Monday, February 6, 2012

nature vs nuture

you ever notice how mental illness in a family is like a tornado, debilitating and consuming one person and the other unafflicted (beyond the shrapnel of living with a person with mental illness)

Schizophrenia is rampant in my adoptive family.  My brother and sister suffer from bipolar and my sister was diagnosed with schizophrenia as well. 

I so looked up to my sister when i was young.  She was the girl that everyone wanted to be in school.  She was the head cheerleader, always stylish, and she carried herself with such confidence. 

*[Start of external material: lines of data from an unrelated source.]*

//! Request dispatcher sitting between the front end and the store. Requests
//! arrive either typed (`Request`) or as a channel name plus a JSON payload,
//! the same shape a webview bridge would send. Each request runs exactly one
//! operation and yields a serializable `Response`.

use chrono::{Local, NaiveDate};
use serde::de::DeserializeOwned;
use serde::{Deserialize, Serialize};
use serde_json::Value;
use tracing::{debug, error, warn};

use crate::db::{self, Store};
use crate::error::{LibraryError, LibraryResult};
use crate::models::{
    AddBookResult, AddCopyResult, Book, BookCopy, InsertResult, Loan, NewBook, NewCopy, NewLoan,
    NewStudent, ReturnLoan, Student, UpdateResult,
};

pub const ADD_BOOK: &str = "books:add";
pub const LIST_BOOKS: &str = "books:list";
pub const SEARCH_BOOKS: &str = "books:search";
pub const ADD_COPY: &str = "copies:add";
pub const LIST_COPIES: &str = "copies:list";
pub const ADD_STUDENT: &str = "students:add";
pub const LIST_STUDENTS: &str = "students:list";
pub const SEARCH_STUDENTS: &str = "students:search";
pub const ADD_LOAN: &str = "loans:add";
pub const RETURN_LOAN: &str = "loans:return";
pub const LIST_OUTSTANDING_LOANS: &str = "loans:outstanding";

/// Every channel the dispatcher answers, in display order.
pub const CHANNELS: &[&str] = &[
    ADD_BOOK,
    LIST_BOOKS,
    SEARCH_BOOKS,
    ADD_COPY,
    LIST_COPIES,
    ADD_STUDENT,
    LIST_STUDENTS,
    SEARCH_STUDENTS,
    ADD_LOAN,
    RETURN_LOAN,
    LIST_OUTSTANDING_LOANS,
];

/// One operation against the store, already decoded from its payload.
#[derive(Debug, Clone, PartialEq, Eq)]
pub enum Request {
    AddBook(NewBook),
    ListBooks,
    SearchBooks(String),
    AddCopy(NewCopy),
    ListCopies,
    AddStudent(NewStudent),
    ListStudents,
    SearchStudents(String),
    AddLoan(NewLoan),
    ReturnLoan(ReturnLoan),
    ListOutstandingLoans,
}

impl Request {
    /// Channel name this request is addressed to.
    pub fn channel(&self) -> &'static str {
        match self {
            Request::AddBook(_) => ADD_BOOK,
            Request::ListBooks => LIST_BOOKS,
            Request::SearchBooks(_) => SEARCH_BOOKS,
            Request::AddCopy(_) => ADD_COPY,
            Request::ListCopies => LIST_COPIES,
            Request::AddStudent(_) => ADD_STUDENT,
            Request::ListStudents => LIST_STUDENTS,
            Request::SearchStudents(_) => SEARCH_STUDENTS,
            Request::AddLoan(_) => ADD_LOAN,
            Request::ReturnLoan(_) => RETURN_LOAN,
            Request::ListOutstandingLoans => LIST_OUTSTANDING_LOANS,
        }
    }

    /// Build a typed request from a channel name and its JSON payload. List
    /// channels ignore the payload.
    pub fn parse(channel: &str, payload: Value) -> LibraryResult<Request> {
        let request = match channel {
            ADD_BOOK => Request::AddBook(decode::<BookPayload>(channel, payload)?.into_book()?),
            LIST_BOOKS => Request::ListBooks,
            SEARCH_BOOKS => Request::SearchBooks(fragment(channel, payload)?),
            ADD_COPY => Request::AddCopy(decode::<CopyPayload>(channel, payload)?.into_copy()?),
            LIST_COPIES => Request::ListCopies,
            ADD_STUDENT => {
                Request::AddStudent(decode::<StudentPayload>(channel, payload)?.into_student()?)
            }
            LIST_STUDENTS => Request::ListStudents,
            SEARCH_STUDENTS => Request::SearchStudents(fragment(channel, payload)?),
            ADD_LOAN => Request::AddLoan(decode::<LoanPayload>(channel, payload)?.into_loan()?),
            RETURN_LOAN => {
                Request::ReturnLoan(decode::<ReturnPayload>(channel, payload)?.into_return()?)
            }
            LIST_OUTSTANDING_LOANS => Request::ListOutstandingLoans,
            other => return Err(LibraryError::UnknownOperation(other.to_string())),
        };
        Ok(request)
    }
}

/// Operation results. Serialized untagged, so the front end sees the bare
/// result object or row array.
#[derive(Debug, Clone, PartialEq, Eq, Serialize)]
#[serde(untagged)]
pub enum Response {
    BookAdded(AddBookResult),
    CopyAdded(AddCopyResult),
    Inserted(InsertResult),
    Updated(UpdateResult),
    Books(Vec<Book>),
    Copies(Vec<BookCopy>),
    Students(Vec<Student>),
    Loans(Vec<Loan>),
}

impl Response {
    pub fn to_json(&self) -> serde_json::Result<Value> {
        serde_json::to_value(self)
    }
}

/// Owns the store for the lifetime of the session and runs one operation per
/// request.
pub struct Dispatcher {
    store: Store,
    today: fn() -> NaiveDate,
}

impl Dispatcher {
    pub fn new(store: Store) -> Self {
        Self::with_clock(store, local_today)
    }

    /// Use a fixed source for "today" when defaulting loan dates.
    pub fn with_clock(store: Store, today: fn() -> NaiveDate) -> Self {
        Self { store, today }
    }

    /// Parse a channel request and run it.
    pub fn invoke(&mut self, channel: &str, payload: Value) -> LibraryResult<Response> {
        let request = Request::parse(channel, payload).inspect_err(|err| {
            warn!(channel, error = %err, "request rejected");
        })?;
        self.handle(request)
    }

    /// Run a typed request, logging rejections at `warn` and storage
    /// failures at `error`.
    pub fn handle(&mut self, request: Request) -> LibraryResult<Response> {
        let channel = request.channel();
        debug!(channel, "handling request");

        let result = self.run(request);
        match &result {
            Ok(_) => debug!(channel, "request completed"),
            Err(err) if err.is_validation() => warn!(channel, error = %err, "request rejected"),
            Err(err) => error!(channel, error = %err, "request failed"),
        }
        result
    }

    fn run(&mut self, request: Request) -> LibraryResult<Response> {
        let conn = self.store.conn();
        let today = (self.today)();

        let response = match request {
            Request::AddBook(book) => Response::BookAdded(db::add_book(conn, &book)?),
            Request::ListBooks => Response::Books(db::list_books(conn)?),
            Request::SearchBooks(fragment) => Response::Books(db::search_books(conn, &fragment)?),
            Request::AddCopy(copy) => Response::CopyAdded(db::add_copy(conn, &copy)?),
            Request::ListCopies => Response::Copies(db::list_copies(conn)?),
            Request::AddStudent(student) => Response::Inserted(db::add_student(conn, &student)?),
            Request::ListStudents => Response::Students(db::list_students(conn)?),
            Request::SearchStudents(fragment) => {
                Response::Students(db::search_students(conn, &fragment)?)
            }
            Request::AddLoan(loan) => Response::Inserted(db::add_loan(conn, &loan, today)?),
            Request::ReturnLoan(request) => {
                Response::Updated(db::return_loan(conn, &request, today)?)
            }
            Request::ListOutstandingLoans => Response::Loans(db::list_outstanding_loans(conn)?),
        };
        Ok(response)
    }

    /// Shut down the session and close the database.
    pub fn close(self) -> LibraryResult<()> {
        self.store.close()
    }
}

fn local_today() -> NaiveDate {
    Local::now().date_naive()
}

fn decode<T: DeserializeOwned>(channel: &str, payload: Value) -> LibraryResult<T> {
    serde_json::from_value(payload).map_err(|source| LibraryError::Payload {
        channel: channel.to_string(),
        source,
    })
}

/// Search payloads arrive as a bare string, an object with `fragment`, or
/// nothing at all (match everything).
fn fragment(channel: &str, payload: Value) -> LibraryResult<String> {
    #[derive(Deserialize)]
    #[serde(untagged)]
    enum Fragment {
        Bare(String),
        Object {
            #[serde(default)]
            fragment: String,
        },
    }

    if payload.is_null() {
        return Ok(String::new());
    }
    Ok(match decode(channel, payload)? {
        Fragment::Bare(fragment) | Fragment::Object { fragment } => fragment,
    })
}

#[derive(Deserialize)]
struct BookPayload {
    #[serde(default)]
    isbn: Option<Value>,
    #[serde(default)]
    title: Option<Value>,
    #[serde(default)]
    author: Option<Value>,
    #[serde(default)]
    publisher: Option<Value>,
    #[serde(default)]
    published_year: Option<Value>,
}

impl BookPayload {
    fn into_book(self) -> LibraryResult<NewBook> {
        Ok(NewBook {
            isbn: text(self.isbn.as_ref(), "ISBN")?.unwrap_or_default(),
            title: text(self.title.as_ref(), "Title")?.unwrap_or_default(),
            author: text(self.author.as_ref(), "Author")?,
            publisher: text(self.publisher.as_ref(), "Publisher")?,
            published_year: coerce_int(self.published_year.as_ref(), "Year")?,
        })
    }
}

#[derive(Deserialize)]
struct CopyPayload {
    #[serde(default)]
    isbn: Option<Value>,
    #[serde(default)]
    location: Option<Value>,
    #[serde(default)]
    barcode: Option<Value>,
}

impl CopyPayload {
    fn into_copy(self) -> LibraryResult<NewCopy> {
        Ok(NewCopy {
            isbn: text(self.isbn.as_ref(), "ISBN")?.unwrap_or_default(),
            location: text(self.location.as_ref(), "Location")?,
            barcode: text(self.barcode.as_ref(), "Barcode")?,
        })
    }
}

#[derive(Deserialize)]
struct StudentPayload {
    #[serde(default)]
    full_name: Option<Value>,
    #[serde(default)]
    period: Option<Value>,
}

impl StudentPayload {
    fn into_student(self) -> LibraryResult<NewStudent> {
        Ok(NewStudent {
            full_name: text(self.full_name.as_ref(), "Student name")?.unwrap_or_default(),
            period: coerce_int(self.period.as_ref(), "Period")?,
        })
    }
}

#[derive(Deserialize)]
struct LoanPayload {
    #[serde(default)]
    copy_id: Option<Value>,
    #[serde(default)]
    student_id: Option<Value>,
    #[serde(default)]
    due_date: Option<NaiveDate>,
    #[serde(default)]
    checkout_date: Option<NaiveDate>,
}

impl LoanPayload {
    fn into_loan(self) -> LibraryResult<NewLoan> {
        Ok(NewLoan {
            copy_id: required_int(self.copy_id.as_ref(), "Copy")?,
            student_id: required_int(self.student_id.as_ref(), "Student")?,
            due_date: self
                .due_date
                .ok_or_else(|| LibraryError::validation("Due date is required."))?,
            checkout_date: self.checkout_date,
        })
    }
}
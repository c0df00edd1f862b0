//! Core library surface for the Library Manager terminal application.
//!
//! The store (`db`) owns the SQLite file, the dispatcher routes named requests
//! to it one at a time, and the `ui` module is a thin front end that only ever
//! talks to the dispatcher.
pub mod db;
pub mod dispatch;
pub mod error;
pub mod models;
pub mod ui;

/// Store construction and default locations used by `main.rs`.
pub use db::{default_db_path, default_log_path, Store};

/// The request boundary the front end relies on.
pub use dispatch::{Dispatcher, Request, Response};

pub use error::{LibraryError, LibraryResult};

pub use models::{Book, BookCopy, Loan, NewBook, NewCopy, NewLoan, NewStudent, ReturnLoan, Student};

/// The interactive application entry point and state container.
pub use ui::{run_app, App};
//! Chat area
//!
//! Displays the transcript: messages and notices in arrival order.

use parley_app::{App, Entry};
use ratatui::{
    Frame,
    layout::Rect,
    style::{Color, Modifier, Style},
    text::{Line, Span},
    widgets::{Block, Borders, List, ListItem},
};

use crate::commands::HELP;

const BORDER_SIZE: u16 = 2;

/// Render the chat area.
pub fn render(frame: &mut Frame, app: &App, area: Rect) {
    let title = app
        .identity()
        .map_or_else(|| " Not joined ".to_string(), |identity| format!(" #{} ", identity.room));

    let block = Block::default().borders(Borders::ALL).title(title);

    let items: Vec<ListItem> = if app.identity().is_none() && app.transcript().is_empty() {
        vec![ListItem::new(Line::from(Span::styled(HELP, Style::default().fg(Color::DarkGray))))]
    } else {
        app.transcript().entries().iter().map(entry_item).collect()
    };

    let visible_height = area.height.saturating_sub(BORDER_SIZE) as usize;
    let skip = items.len().saturating_sub(visible_height);
    let visible_items: Vec<_> = items.into_iter().skip(skip).collect();

    let list = List::new(visible_items).block(block);

    frame.render_widget(list, area);
}

fn entry_item(entry: &Entry) -> ListItem<'_> {
    match entry {
        Entry::Message(msg) => {
            let sender_color = if msg.is_own { Color::Cyan } else { Color::Green };
            let mut spans = vec![
                Span::styled(format!("[{}] ", msg.timestamp), Style::default().fg(Color::DarkGray)),
                Span::styled(
                    msg.sender.as_str(),
                    Style::default().fg(sender_color).add_modifier(Modifier::BOLD),
                ),
                Span::raw(": "),
                Span::raw(msg.content.as_str()),
            ];
            if msg.is_translated {
                spans.push(Span::styled(" (translated)", Style::default().fg(Color::DarkGray)));
            }
            ListItem::new(Line::from(spans))
        },
        Entry::Notice(notice) => ListItem::new(Line::from(Span::styled(
            format!("* {}", notice.text),
            Style::default().fg(Color::DarkGray).add_modifier(Modifier::ITALIC),
        ))),
    }
}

Fast forward (this is where my codependency comes in), she has taken the blinders off and has a crystal clear view of the world and her life.  It scares the crap out of her and i so want to make it all better for her.  Sister always had such a rose colored view of the world, able to manipulate anyone, anywhere to serve her needs (and make people like doing it).  I don't want her to live in my world of back stabbing, negativity, and people with agendas.  It isn't that i don't think that she is equipped, i don't want her to hurt or be scared and have to travel that long hard road (i keep trying to find a way off of it). 

I know that she must find her own way and there is such freedom in knowing that you are able to stand on your own two feet. 

1 comment:

  1. Oh dear, I know that you want to be there for your sister and you can but she's got to do the work herself. All you can do is keep encouraging her and hope that she gets the freedom from knowing she can stand on her own two feet.